Exhibit A Personnel Rate Sheet

  Drafting Note to Exhibit A:

Customer will compensate Service Provider for all fees actually incurred in accordance with this Agreement. In this Exhibit “A”, provide the fixed hourly rates of Service Provider’s personnel who will perform the Services.
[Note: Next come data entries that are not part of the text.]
#[cfg(test)]
mod tests {
    use super::*;
    use crate::error::ErrorKind;
    use crate::testing::fixture_database;
    use serde_json::json;

    fn simple_layer(name: &str, elements: &[&str], ratios: Vec<f64>, mm: f64) -> Layer {
        Layer::new(name, elements.iter().copied(), ratios, Thickness::mm(mm)).unwrap()
    }

    #[test]
    fn valid_stacks() {
        let (_dir, catalog) = fixture_database();

        let stack = Stack::new()
            .with_layer(simple_layer("Ag", &["Ag"], vec![1.0], 0.025))
            .unwrap();
        assert!(validate_stack(&catalog, &stack).unwrap());

        let stack = Stack::new()
            .with_layer(simple_layer("Co", &["Co"], vec![1.0], 0.03))
            .unwrap()
            .with_layer(simple_layer("GdEu", &["Gd", "Eu"], vec![1.0, 1.0], 0.025))
            .unwrap();
        assert!(validate_stack(&catalog, &stack).unwrap());
        assert_eq!(stack.names().collect::<Vec<_>>(), vec!["Co", "GdEu"]);
    }

    #[test]
    fn unknown_element_names_symbol_and_layer() {
        let (_dir, catalog) = fixture_database();
        let stack = Stack::new()
            .with_layer(simple_layer("Ne", &["Ne"], vec![1.0], 0.03))
            .unwrap()
            .with_layer(simple_layer("GdEu", &["Gd", "Eu"], vec![1.0, 1.0], 0.025))
            .unwrap();
        let err = validate_stack(&catalog, &stack).unwrap_err();
        assert_eq!(err.kind(), ErrorKind::Validation);
        assert!(matches!(err, Error::UnknownElement { ref symbol, ref layer } if symbol == "Ne" && layer == "Ne"));
    }

    #[test]
    fn size_mismatch_is_rejected_at_construction() {
        let err = Layer::new("GdEu", ["Gd", "Eu"], vec![1.0], Thickness::mm(0.025)).unwrap_err();
        assert!(matches!(err, Error::SizeMismatch { elements: 2, ratios: 1, .. }));
        assert_eq!(err.kind(), ErrorKind::Validation);
    }

    #[test]
    fn layer_shape_checks() {
        assert!(Layer::new("x", ["Ag"], vec![0.0], Thickness::mm(1.0)).is_err());
        assert!(Layer::new("x", ["Ag"], vec![1.0], Thickness::mm(-1.0)).is_err());
        assert!(Layer::new("x", ["Ag"], vec![1.0], Thickness::mm(f64::INFINITY)).is_err());
        assert!(Layer::new("x", ["Ag", "Ag"], vec![1.0, 1.0], Thickness::mm(1.0)).is_err());
        assert!(Layer::new("x", Vec::<String>::new(), vec![], Thickness::mm(1.0)).is_err());

        let layer = simple_layer("x", &["Ag"], vec![1.0], 1.0);
        assert!(layer.clone().with_density(Density::g_per_cm3(-2.0)).is_err());
        assert!(layer.clone().with_density(Density::g_per_cm3(f64::INFINITY)).is_err());
        assert!(layer.with_density(Density::g_per_cm3(f64::NAN)).is_ok());
    }

    #[test]
    fn duplicate_layer_names() {
        let mut stack = Stack::new();
        stack.push(simple_layer("Ag", &["Ag"], vec![1.0], 1.0)).unwrap();
        assert!(stack.push(simple_layer("Ag", &["Ag"], vec![1.0], 2.0)).is_err());
    }

    #[test]
    fn unset_thickness_fails_validation() {
        let (_dir, catalog) = fixture_database();
        let stack = formula_to_stack(&catalog, "Ag", None, None).unwrap();
        let err = validate_stack(&catalog, &stack).unwrap_err();
        assert_eq!(err.kind(), ErrorKind::Validation);
    }

    #[test]
    fn json_stack() {
        let value = json!({
            "CoAg": {
                "elements": ["Co", "Ag"],
                "stoichiometric_ratio": [1, 1],
                "thickness": {"value": 0.025, "units": "mm"},
                "density": {"value": 9.8, "units": "g/cm3"}
            },
            "Ag": {
                "elements": ["Ag"],
                "stoichiometric_ratio": [1],
                "thickness": {"value": 0.03, "units": "mm"}
            }
        });
        let stack = Stack::from_json(&value).unwrap();
        assert_eq!(stack.names().collect::<Vec<_>>(), vec!["CoAg", "Ag"]);
        let coag = stack.get("CoAg").unwrap();
        assert_eq!(coag.density().get(), Some(9.8));
        assert_eq!(coag.thickness(), Thickness::mm(0.025));
        assert!(!stack.get("Ag").unwrap().density().is_set());
    }

    #[test]
    fn json_string_thickness_is_type_error() {
        let value = json!({
            "Ag": {
                "elements": ["Ag"],
                "stoichiometric_ratio": [1],
                "thickness": {"value": "0.025", "units": "mm"}
            }
        });
        let err = Stack::from_json(&value).unwrap_err();
        assert_eq!(err.kind(), ErrorKind::Validation);
        assert!(err.to_string().contains("got string"));
    }

    #[test]
    fn json_size_mismatch() {
        let value = json!({
            "GdEu": {
                "elements": ["Gd", "Eu"],
                "stoichiometric_ratio": [1],
                "thickness": {"value": 0.025, "units": "mm"}
            }
        });
        let err = Stack::from_json(&value).unwrap_err();
        assert!(matches!(err, Error::SizeMismatch { .. }));
    }

    #[test]
    fn json_bad_units() {
        let value = json!({
            "Ag": {
                "elements": ["Ag"],
                "stoichiometric_ratio": [1],
                "thickness": {"value": 0.025, "units": "inch"}
            }
        });
        let err = Stack::from_json(&value).unwrap_err();
        assert_eq!(err.kind(), ErrorKind::Configuration);
    }

    #[test]
    fn formula_cases() {
        let (_dir, catalog) = fixture_database();

        let stack = formula_to_stack(&catalog, "Ag", None, None).unwrap();
        let layer = stack.get("Ag").unwrap();
        assert_eq!(layer.elements(), &["Ag".to_string()]);
        assert_eq!(layer.stoichiometric_ratio(), &[1.0]);
        assert!(layer.thickness().value.is_nan());
        assert_eq!(layer.thickness().units, DistanceUnit::Millimeter);
        assert!(layer.density().value.is_nan());
        assert_eq!(layer.density().units, DensityUnit::GramsPerCm3);

        let stack = formula_to_stack(&catalog, "Ag2Co", Some(10.0), None).unwrap();
        let layer = stack.get("Ag2Co").unwrap();
        assert_eq!(layer.elements(), &["Ag".to_string(), "Co".to_string()]);
        assert_eq!(layer.stoichiometric_ratio(), &[2.0, 1.0]);
        assert_eq!(layer.thickness().get(), Some(10.0));

        let stack = formula_to_stack(&catalog, "Ag2CoU3", None, Some(20.0)).unwrap();
        let layer = stack.get("Ag2CoU3").unwrap();
        assert_eq!(layer.stoichiometric_ratio(), &[2.0, 1.0, 3.0]);
        assert!(!layer.thickness().is_set());
        assert_eq!(layer.density().get(), Some(20.0));

        let stack = formula_to_stack(&catalog, "Ag2Co", Some(0.025), None).unwrap();
        assert_eq!(stack.get("Ag2Co").unwrap().thickness().get(), Some(0.025));
    }

    #[test]
    fn formula_with_unknown_element() {
        let (_dir, catalog) = fixture_database();
        let err = formula_to_stack(&catalog, "NeCo", None, None).unwrap_err();
        assert!(matches!(err, Error::UnknownElement { ref symbol, .. } if symbol == "Ne"));
    }

    #[test]
    fn formula_parsing_edge_cases() {
        assert_eq!(
            parse_formula("Co0.5Ag1.5").unwrap(),
            vec![("Co".to_string(), 0.5), ("Ag".to_string(), 1.5)]
        );
        assert!(parse_formula("").is_err());
        assert!(parse_formula("2Ag").is_err());
        assert!(parse_formula("Ag0").is_err());
        assert!(parse_formula("Ag-Co").is_err());

        let (_dir, catalog) = fixture_database();
        let stack = formula_to_stack(&catalog, "AgCoAg", None, None).unwrap();
        assert_eq!(stack.layers()[0].stoichiometric_ratio(), &[2.0, 1.0]);
    }

    #[test]
    fn custom_isotopic_ratios() {
        let (_dir, catalog) = fixture_database();
        let layer = simple_layer("Ag", &["Ag"], vec![1.0], 0.025);

        assert!(layer.clone().with_isotopic_ratio("Co", vec![1.0]).is_err());
        assert!(layer.clone().with_isotopic_ratio("Ag", vec![0.5, 0.4]).is_err());

        let enriched = layer.clone().with_isotopic_ratio("Ag", vec![1.0, 0.0]).unwrap();
        let stack = Stack::new().with_layer(enriched).unwrap();
        assert!(validate_stack(&catalog, &stack).is_err());

        let enriched = layer
            .with_isotopic_ratio("Ag", vec![1.0, 0.0, 0.0, 0.0])
            .unwrap();
        assert_eq!(enriched.isotopic_ratio("Ag"), Some(&[1.0, 0.0, 0.0, 0.0][..]));
        let stack = Stack::new().with_layer(enriched).unwrap();
        assert!(validate_stack(&catalog, &stack).unwrap());
    }
}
This rate sheet will include names of personnel, their roles and responsibilities, rates, title, location and any other information relevant to the SOW. Service Provider may increase the hourly rate charges for the Services by providing the Client with written notice of such increases. Rates are exclusive of taxes, levies, duties, governmental charges and expenses (with the exception of any Service Provider’s income taxes), which amounts will be billed to and paid by Customer.